§ **Material for this exercise**
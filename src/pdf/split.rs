use std::path::{Path, PathBuf};

use anyhow::{Context, Result, bail};
use lopdf::Document;
use serde::Serialize;
use tracing::info;

const PLACEHOLDER: &str = "{}";

/// Half-open page range `[start, end)` of one output document, 0-based.
#[derive(Debug, Clone, Copy, PartialEq, Eq, Serialize)]
pub struct Segment {
    pub index: usize,
    pub start: usize,
    pub end: usize,
}

impl Segment {
    pub fn page_count(&self) -> usize {
        self.end - self.start
    }
}

/// Each boundary opens a segment that runs to the next boundary or to the
/// end of the document. Pages before the first boundary are not covered.
pub fn plan_segments(boundaries: &[usize], total_pages: usize) -> Vec<Segment> {
    let starts: Vec<usize> = boundaries
        .iter()
        .copied()
        .filter(|&start| start < total_pages)
        .collect();

    starts
        .iter()
        .enumerate()
        .map(|(index, &start)| Segment {
            index,
            start,
            end: starts.get(index + 1).copied().unwrap_or(total_pages),
        })
        .collect()
}

pub fn validate_output_pattern(pattern: &str) -> Result<()> {
    let placeholders = pattern.matches(PLACEHOLDER).count();
    if placeholders != 1 {
        bail!(
            "output pattern '{}' must contain exactly one '{}' placeholder, found {}",
            pattern,
            PLACEHOLDER,
            placeholders
        );
    }
    Ok(())
}

pub fn output_file_name(pattern: &str, index: usize) -> String {
    pattern.replacen(PLACEHOLDER, &index.to_string(), 1)
}

pub fn load_document(path: &Path) -> Result<Document> {
    Document::load(path).with_context(|| format!("failed to load PDF {}", path.display()))
}

pub fn page_count(document: &Document) -> usize {
    document.get_pages().len()
}

/// Writes one PDF per segment into `output_dir`, named after `pattern`.
pub fn write_segments(
    document: &Document,
    segments: &[Segment],
    output_dir: &Path,
    pattern: &str,
) -> Result<Vec<PathBuf>> {
    let total_pages = page_count(document) as u32;
    let mut written = Vec::with_capacity(segments.len());

    for segment in segments {
        info!(
            segment = segment.index + 1,
            first_page = segment.start + 1,
            last_page = segment.end,
            "processing segment"
        );

        // lopdf page numbers are 1-based
        let keep = (segment.start as u32 + 1)..=(segment.end as u32);
        let dropped: Vec<u32> = (1..=total_pages)
            .filter(|page_number| !keep.contains(page_number))
            .collect();

        let mut part = document.clone();
        part.delete_pages(&dropped);
        part.prune_objects();
        part.compress();

        let path = output_dir.join(output_file_name(pattern, segment.index));
        part.save(&path)
            .with_context(|| format!("failed to write {}", path.display()))?;
        info!(path = %path.display(), "created file");
        written.push(path);
    }

    Ok(written)
}

#[cfg(test)]
mod tests {
    use lopdf::{Object, Stream, dictionary};

    use super::*;

    fn blank_document(pages: usize) -> Document {
        let mut document = Document::with_version("1.5");
        let pages_id = document.new_object_id();

        let kids: Vec<Object> = (0..pages)
            .map(|_| {
                let content_id = document.add_object(Stream::new(dictionary! {}, Vec::new()));
                document
                    .add_object(dictionary! {
                        "Type" => "Page",
                        "Parent" => pages_id,
                        "Contents" => content_id,
                        "MediaBox" => vec![0.into(), 0.into(), 595.into(), 842.into()],
                    })
                    .into()
            })
            .collect();

        document.objects.insert(
            pages_id,
            Object::Dictionary(dictionary! {
                "Type" => "Pages",
                "Kids" => kids,
                "Count" => pages as i64,
            }),
        );
        let catalog_id = document.add_object(dictionary! {
            "Type" => "Catalog",
            "Pages" => pages_id,
        });
        document.trailer.set("Root", catalog_id);
        document
    }

    #[test]
    fn segments_run_from_each_boundary_to_the_next() {
        assert_eq!(
            plan_segments(&[0, 2], 5),
            vec![
                Segment {
                    index: 0,
                    start: 0,
                    end: 2
                },
                Segment {
                    index: 1,
                    start: 2,
                    end: 5
                },
            ]
        );
    }

    #[test]
    fn pages_before_the_first_boundary_are_not_emitted() {
        let segments = plan_segments(&[3], 6);
        assert_eq!(
            segments,
            vec![Segment {
                index: 0,
                start: 3,
                end: 6
            }]
        );
        assert_eq!(segments[0].page_count(), 3);
    }

    #[test]
    fn empty_boundaries_plan_no_segments() {
        assert!(plan_segments(&[], 4).is_empty());
    }

    #[test]
    fn out_of_range_boundaries_are_ignored() {
        assert_eq!(plan_segments(&[1, 9], 4).len(), 1);
        assert_eq!(plan_segments(&[1, 9], 4)[0].end, 4);
    }

    #[test]
    fn output_pattern_needs_a_single_placeholder() {
        assert!(validate_output_pattern("liquidacion_{}.pdf").is_ok());
        assert!(validate_output_pattern("liquidacion.pdf").is_err());
        assert!(validate_output_pattern("{}_{}.pdf").is_err());
        assert_eq!(output_file_name("liquidacion_{}.pdf", 3), "liquidacion_3.pdf");
    }

    #[test]
    fn write_segments_partitions_the_document() {
        let dir = tempfile::tempdir().expect("tempdir");
        let source_path = dir.path().join("input.pdf");
        blank_document(5).save(&source_path).expect("save source");

        let document = load_document(&source_path).expect("reload source");
        assert_eq!(page_count(&document), 5);

        let segments = plan_segments(&[0, 2], page_count(&document));
        let written = write_segments(&document, &segments, dir.path(), "liquidacion_{}.pdf")
            .expect("segments written");

        assert_eq!(
            written,
            vec![
                dir.path().join("liquidacion_0.pdf"),
                dir.path().join("liquidacion_1.pdf")
            ]
        );
        let counts: Vec<usize> = written
            .iter()
            .map(|path| page_count(&load_document(path).expect("segment loads")))
            .collect();
        assert_eq!(counts, vec![2, 3]);
    }
}
use std::fs::{self, File};
use std::path::PathBuf;
use std::process::{Child, Command, ExitStatus, Stdio};
use std::thread;
use std::time::{Duration, Instant};

use image::GrayImage;
use thiserror::Error;

const POLL_INTERVAL: Duration = Duration::from_millis(50);

/// Tesseract page segmentation modes used by the detector.
#[derive(Copy, Clone, Debug, Eq, PartialEq, Hash)]
pub enum SegmentationMode {
    /// `--psm 3`: fully automatic page segmentation.
    FullyAutomatic,
    /// `--psm 4`: a single column of text of variable sizes.
    SingleColumn,
    /// `--psm 6`: a single uniform block of text.
    UniformBlock,
}

impl SegmentationMode {
    pub fn psm(self) -> u8 {
        match self {
            Self::FullyAutomatic => 3,
            Self::SingleColumn => 4,
            Self::UniformBlock => 6,
        }
    }

    pub fn as_str(self) -> &'static str {
        match self {
            Self::FullyAutomatic => "fully_automatic",
            Self::SingleColumn => "single_column",
            Self::UniformBlock => "uniform_block",
        }
    }
}

#[derive(Debug, Error)]
pub enum RecognitionError {
    #[error("failed to encode recognition input: {0}")]
    Encode(#[from] image::ImageError),

    #[error("recognition i/o failed: {0}")]
    Io(#[from] std::io::Error),

    #[error("failed to execute {program}: {source}")]
    Spawn {
        program: String,
        #[source]
        source: std::io::Error,
    },

    #[error("{program} timed out after {timeout:?}")]
    Timeout { program: String, timeout: Duration },

    #[error("{program} returned non-zero exit status ({status}): {stderr}")]
    Failed {
        program: String,
        status: ExitStatus,
        stderr: String,
    },
}

/// Black-box text recognition: image + language + segmentation mode -> text.
pub trait RecognitionEngine: Send + Sync {
    fn recognize(
        &self,
        image: &GrayImage,
        language: &str,
        mode: SegmentationMode,
    ) -> Result<String, RecognitionError>;
}

/// Runs the `tesseract` binary once per call against a temporary PNG.
#[derive(Debug, Clone)]
pub struct TesseractEngine {
    program: PathBuf,
    timeout: Duration,
}

impl TesseractEngine {
    pub fn new(program: impl Into<PathBuf>, timeout: Duration) -> Self {
        Self {
            program: program.into(),
            timeout,
        }
    }

    fn program_name(&self) -> String {
        self.program.display().to_string()
    }
}

impl RecognitionEngine for TesseractEngine {
    fn recognize(
        &self,
        image: &GrayImage,
        language: &str,
        mode: SegmentationMode,
    ) -> Result<String, RecognitionError> {
        let workdir = tempfile::Builder::new()
            .prefix("liquidacion_ocr_")
            .tempdir()?;
        let png_path = workdir.path().join("input.png");
        let output_base = workdir.path().join("output");
        let stderr_path = workdir.path().join("stderr.log");

        image.save(&png_path)?;

        // stdout/stderr go to files so a chatty engine can never block on a full pipe
        let mut child = Command::new(&self.program)
            .arg(&png_path)
            .arg(&output_base)
            .arg("-l")
            .arg(language)
            .arg("--psm")
            .arg(mode.psm().to_string())
            .stdin(Stdio::null())
            .stdout(Stdio::null())
            .stderr(Stdio::from(File::create(&stderr_path)?))
            .spawn()
            .map_err(|source| RecognitionError::Spawn {
                program: self.program_name(),
                source,
            })?;

        let status = wait_with_timeout(&mut child, self.timeout).map_err(|error| match error {
            WaitError::TimedOut => RecognitionError::Timeout {
                program: self.program_name(),
                timeout: self.timeout,
            },
            WaitError::Io(error) => RecognitionError::Io(error),
        })?;

        if !status.success() {
            let stderr = fs::read_to_string(&stderr_path).unwrap_or_default();
            return Err(RecognitionError::Failed {
                program: self.program_name(),
                status,
                stderr: stderr.trim().to_string(),
            });
        }

        let raw = fs::read(output_base.with_extension("txt"))?;
        Ok(String::from_utf8_lossy(&raw)
            .replace(['\u{0000}', '\u{000C}'], "")
            .trim()
            .to_string())
    }
}

enum WaitError {
    TimedOut,
    Io(std::io::Error),
}

fn wait_with_timeout(child: &mut Child, timeout: Duration) -> Result<ExitStatus, WaitError> {
    let started = Instant::now();
    loop {
        match child.try_wait() {
            Ok(Some(status)) => return Ok(status),
            Ok(None) => {
                if started.elapsed() > timeout {
                    let _ = child.kill();
                    let _ = child.wait();
                    return Err(WaitError::TimedOut);
                }
                thread::sleep(POLL_INTERVAL);
            }
            Err(error) => return Err(WaitError::Io(error)),
        }
    }
}

/// Languages reported by `tesseract --list-langs`, or `None` if the binary can't be run.
pub fn installed_languages(program: &str) -> Option<Vec<String>> {
    let output = Command::new(program).arg("--list-langs").output().ok()?;
    if !output.status.success() {
        return None;
    }

    // header line is "List of available languages in ...:"
    let stdout = String::from_utf8_lossy(&output.stdout);
    Some(
        stdout
            .lines()
            .skip(1)
            .map(str::trim)
            .filter(|line| !line.is_empty())
            .map(ToOwned::to_owned)
            .collect(),
    )
}
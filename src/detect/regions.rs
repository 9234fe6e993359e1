use image::DynamicImage;

/// Header crop heights, as fractions of the page height, in sampling order.
pub const HEADER_FRACTIONS: [f32; 3] = [0.10, 0.15, 0.20];

/// A full-width, top-aligned crop of a page.
#[derive(Debug, Clone)]
pub struct HeaderRegion {
    pub fraction: f32,
    pub image: DynamicImage,
}

/// One crop per fraction, top-aligned and spanning the full page width.
///
/// Crop heights are floored and kept within `1..=page height`, so even a
/// tiny page yields one crop per fraction.
pub fn sample_header_regions(page: &DynamicImage, fractions: &[f32]) -> Vec<HeaderRegion> {
    let width = page.width();
    let height = page.height();

    fractions
        .iter()
        .map(|&fraction| {
            let crop_height = ((height as f32 * fraction).floor() as u32).clamp(1, height.max(1));
            HeaderRegion {
                fraction,
                image: page.crop_imm(0, 0, width, crop_height),
            }
        })
        .collect()
}
//! Database module for learner progress and the audio cache
//!
//! A small key-value table holds learner state (learned counts, correction
//! history, daily patterns, last quiz date); a separate table holds cached
//! speech audio.

mod audio;
mod corrections;
mod daily;
mod kv;
mod progress;
mod schema;

use std::path::Path;

use r2d2::{Pool, PooledConnection};
use r2d2_sqlite::SqliteConnectionManager;

use crate::{Error, Result};

pub use audio::AudioStore;
pub use corrections::{CorrectionEntry, CorrectionHistory, MAX_CORRECTIONS};
pub use daily::{DailySelection, DailyStore, PATTERNS_PER_DAY};
pub use kv::KvStore;
pub use progress::{LearningCounts, QuizLog};
pub use schema::SCHEMA_VERSION;

/// Database connection pool
pub type DbPool = Pool<SqliteConnectionManager>;

/// Pooled database connection
pub type DbConn = PooledConnection<SqliteConnectionManager>;

/// Initialize the database
///
/// # Errors
///
/// Returns error if database cannot be opened or initialized
pub fn init<P: AsRef<Path>>(path: P) -> Result<DbPool> {
    if let Some(parent) = path.as_ref().parent() {
        std::fs::create_dir_all(parent)?;
    }

    let manager = SqliteConnectionManager::file(path);
    let pool = Pool::builder()
        .max_size(4)
        .build(manager)
        .map_err(|e| Error::Database(e.to_string()))?;

    // Run migrations on first connection
    let conn = pool.get().map_err(|e| Error::Database(e.to_string()))?;
    schema::init(&conn)?;

    tracing::info!(version = SCHEMA_VERSION, "database initialized");
    Ok(pool)
}

/// Initialize an in-memory database (for testing)
///
/// # Errors
///
/// Returns error if database cannot be initialized
pub fn init_memory() -> Result<DbPool> {
    let manager = SqliteConnectionManager::memory();
    let pool = Pool::builder()
        .max_size(1)
        .build(manager)
        .map_err(|e| Error::Database(e.to_string()))?;

    let conn = pool.get().map_err(|e| Error::Database(e.to_string()))?;
    schema::init(&conn)?;

    Ok(pool)
}

fn conn(pool: &DbPool) -> Result<DbConn> {
    pool.get().map_err(|e| Error::Database(e.to_string()))
}

#[cfg(test)]
mod tests {
    use super::*;

    #[test]
    fn test_init_memory() {
        let pool = init_memory().unwrap();
        let _conn = pool.get().unwrap();
    }

    #[test]
    fn test_init_file_is_reopenable() {
        let dir = tempfile::tempdir().unwrap();
        let path = dir.path().join("nested").join("hanzi.db");

        let pool = init(&path).unwrap();
        KvStore::new(pool).set("k", &1u32).unwrap();

        let reopened = init(&path).unwrap();
        let value: Option<u32> = KvStore::new(reopened).get("k").unwrap();
        assert_eq!(value, Some(1));
    }
}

§ **What is required**
Using the material above, copy every line in which the string "format" occurs.

§ **Solution to this task**
    Document::load(path).with_context(|| format!("failed to load PDF {}", path.display()))
            .with_context(|| format!("failed to write {}", path.display()))?;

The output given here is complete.